Colossus 2007a - early impression

Discussion of computer chess matches and engine tournaments.

Moderator: Ras

Uri Blass
Posts: 10783
Joined: Thu Mar 09, 2006 12:37 am
Location: Tel-Aviv Israel

Re: Colossus 2007a - early impression

Post by Uri Blass »

tiger wrote:
Uri Blass wrote:
Kirill Kryukov wrote:I did a quick test of Colossus 2007a under CCRL 40/4 conditions. The rating is 2686 ELO points, after 224 games. This makes it #16 engine in CCRL 40/4 Free Single-CPU list (my version which includes only stable public releases with default settings).

It's a bit early to make conclusion, ranking may change after more games (which are running right now). Still I hope this improvement can stand. :-)
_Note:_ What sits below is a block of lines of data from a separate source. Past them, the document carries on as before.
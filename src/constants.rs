//! Constants used throughout the application
//!
//! This module centralizes file names, defaults and user-facing messages.

pub const APP_NAME: &str = "fieldnote";

// Configuration
pub const LOCAL_CONFIG_FILE_NAME: &str = "fieldnote.toml";
pub const CONFIG_FILE_NAME: &str = "config.toml";
pub const CONFIG_GENERATED: &str = "✅ Generated default configuration";

// Sync defaults
pub const DEFAULT_PULL_INTERVAL_SECS: u64 = 30;
pub const MAX_PULL_INTERVAL_SECS: u64 = 3600;
pub const DEFAULT_REMOTE_TIMEOUT_SECS: u64 = 30;

// Logging
pub const LOG_FILE_NAME: &str = "fieldnote.log";
/// Lines kept in memory for `Logger::recent_logs`
pub const LOG_BUFFER_CAPACITY: usize = 500;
Those few games were enough to get 97.3% LOS (Likelihood of Superiority) over previous version - 2006f which is rated 2644 (42 points difference).

All results of Colossus 2007a to date.

Comparison of 3 Colossus versions we tested

What makes me more happy personally is that new version does not crash when accessing tablebases on my Vista machine like 2006f did. :-)

Best,
Kirill
Note that movei personality 10 10 10 that is free and can be used by everyone is not in the list(only in the complete list) inspite of the fact that the tests suggest that it is better than the default(not enough games to know but other tests that I did also support it)

Movei 0.08.403(10 10 10) 2646 +27 −27 46.6% +22.0 25.2% 476
50.9%
Movei 0.08.403 2635 +20 −20 52.7% −22.6 30.1% 860

Uri

Uri, I seem to remember that this "10 10 10" stuff is somewhat related to "progress". Can you explain the concept? I have been playing with what I believe is a similar concept and I wanted to know about yours.


// Christophe
The concept is that movei evaluates the path and not only the leaf position(progress 0 0 0 means no path dependent evaluation).

Unfortunately it seems not to help much and my guess is that it gives me only 30 elo improvement even with best parameters.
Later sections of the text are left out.